To illustrate this point, think of the dispute between people who assert that “black lives matter” and those who claim that “all lives matter.” Each group sees themselves as stating a simple, undeniable truth, and that the other side is being intentionally inflammatory. The “black lives matter” crowd thinks that when people assert that “all lives matter,” they are really saying that black lives don’t matter. For their part, the “all lives matter” group think that those saying “black lives matter” sow division and discount the value of non-black people.
In reality, with the exception of disingenuous uses by a few provocateurs, both statements are probably meant as anodyne assertions of truth. To its proponents, “black lives matter” centers black people because they are the ones whose lives are in danger. “All lives matter” means to its champions that all people are worthy of equal dignity and respect. Both statements appear to come from a place of love, not hate.
Nonetheless, one can easily imagine either group, if in control of the government, banning the other group’s slogan as hate speech. They might do so out of a cynical desire to restrict the speech of people they disagree with. But importantly, they might do so out of a genuine belief that they are combatting hate.

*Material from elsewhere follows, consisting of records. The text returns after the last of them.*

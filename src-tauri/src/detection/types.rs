//! Detection data types shared by the validator, dispatcher, store and renderer

use chrono::{DateTime, Utc};
use serde::{Deserialize, Serialize};

/// How the user submitted content
#[derive(Debug, Clone, Copy, Default, PartialEq, Eq, Serialize, Deserialize)]
#[serde(rename_all = "lowercase")]
pub enum InputMode {
    #[default]
    Text,
    Url,
}

impl std::fmt::Display for InputMode {
    fn fmt(&self, f: &mut std::fmt::Formatter<'_>) -> std::fmt::Result {
        match self {
            Self::Text => write!(f, "text"),
            Self::Url => write!(f, "url"),
        }
    }
}

/// A raw submission from the detection form, before validation
#[derive(Debug, Clone, PartialEq, Eq, Serialize, Deserialize)]
pub struct DetectionRequest {
    pub mode: InputMode,
    pub content: String,
}

impl DetectionRequest {
    pub fn new(mode: InputMode, content: impl Into<String>) -> Self {
        Self {
            mode,
            content: content.into(),
        }
    }

    pub fn text(content: impl Into<String>) -> Self {
        Self::new(InputMode::Text, content)
    }

    pub fn url(content: impl Into<String>) -> Self {
        Self::new(InputMode::Url, content)
    }
}

/// Classification verdict
#[derive(Debug, Clone, Copy, PartialEq, Eq, Hash, Serialize, Deserialize)]
#[serde(rename_all = "UPPERCASE")]
pub enum Prediction {
    Real,
    Fake,
}

impl Prediction {
    /// Parse a service label, ignoring case
    pub fn from_label(label: &str) -> Option<Self> {
        match label.trim().to_ascii_uppercase().as_str() {
            "REAL" => Some(Self::Real),
            "FAKE" => Some(Self::Fake),
            _ => None,
        }
    }

    pub fn as_str(&self) -> &'static str {
        match self {
            Self::Real => "REAL",
            Self::Fake => "FAKE",
        }
    }
}

/// Emotional tone reported alongside the verdict
#[derive(Debug, Clone, Copy, Default, PartialEq, Eq, Hash, Serialize, Deserialize)]
#[serde(rename_all = "lowercase")]
pub enum Sentiment {
    Positive,
    Negative,
    #[default]
    Neutral,
}

impl Sentiment {
    pub const ALL: [Sentiment; 3] = [Self::Positive, Self::Negative, Self::Neutral];

    /// Map a free-form label onto a sentiment. Absent or unknown labels are neutral.
    pub fn from_label(label: Option<&str>) -> Self {
        match label.map(|l| l.trim().to_ascii_lowercase()).as_deref() {
            Some("positive") => Self::Positive,
            Some("negative") => Self::Negative,
            _ => Self::Neutral,
        }
    }

    pub fn as_str(&self) -> &'static str {
        match self {
            Self::Positive => "positive",
            Self::Negative => "negative",
            Self::Neutral => "neutral",
        }
    }
}

/// Outcome of one submission, as handed from the detection view to the result view
#[derive(Debug, Clone, PartialEq, Serialize, Deserialize)]
#[serde(rename_all = "camelCase")]
pub struct DetectionResult {
    pub prediction: Prediction,
    /// Percentage in [0, 100]
    pub confidence: f64,
    pub sentiment: Sentiment,
    pub timestamp: DateTime<Utc>,
    pub input_type: InputMode,
    /// Submitted text, or `URL: <address>` for URL submissions
    pub content: String,
    /// Set when the verdict was synthesized locally because the service failed
    #[serde(default)]
    pub simulated: bool,
}

/// Display form of submitted content stored on the result
pub fn display_content(mode: InputMode, content: &str) -> String {
    match mode {
        InputMode::Text => content.to_string(),
        InputMode::Url => format!("URL: {}", content),
    }
}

The “know it when we see it” approach to hate speech, just like attempts to define such speech, is too broad, and will inevitably capture speech that is not actually hateful. That is why hate speech must continue to be protected by the First Amendment. To do anything else would grant the government the power to arbitrarily ban speech. There are plenty of means of combatting hate speech that we should readily employ, but government censorship is not one of them.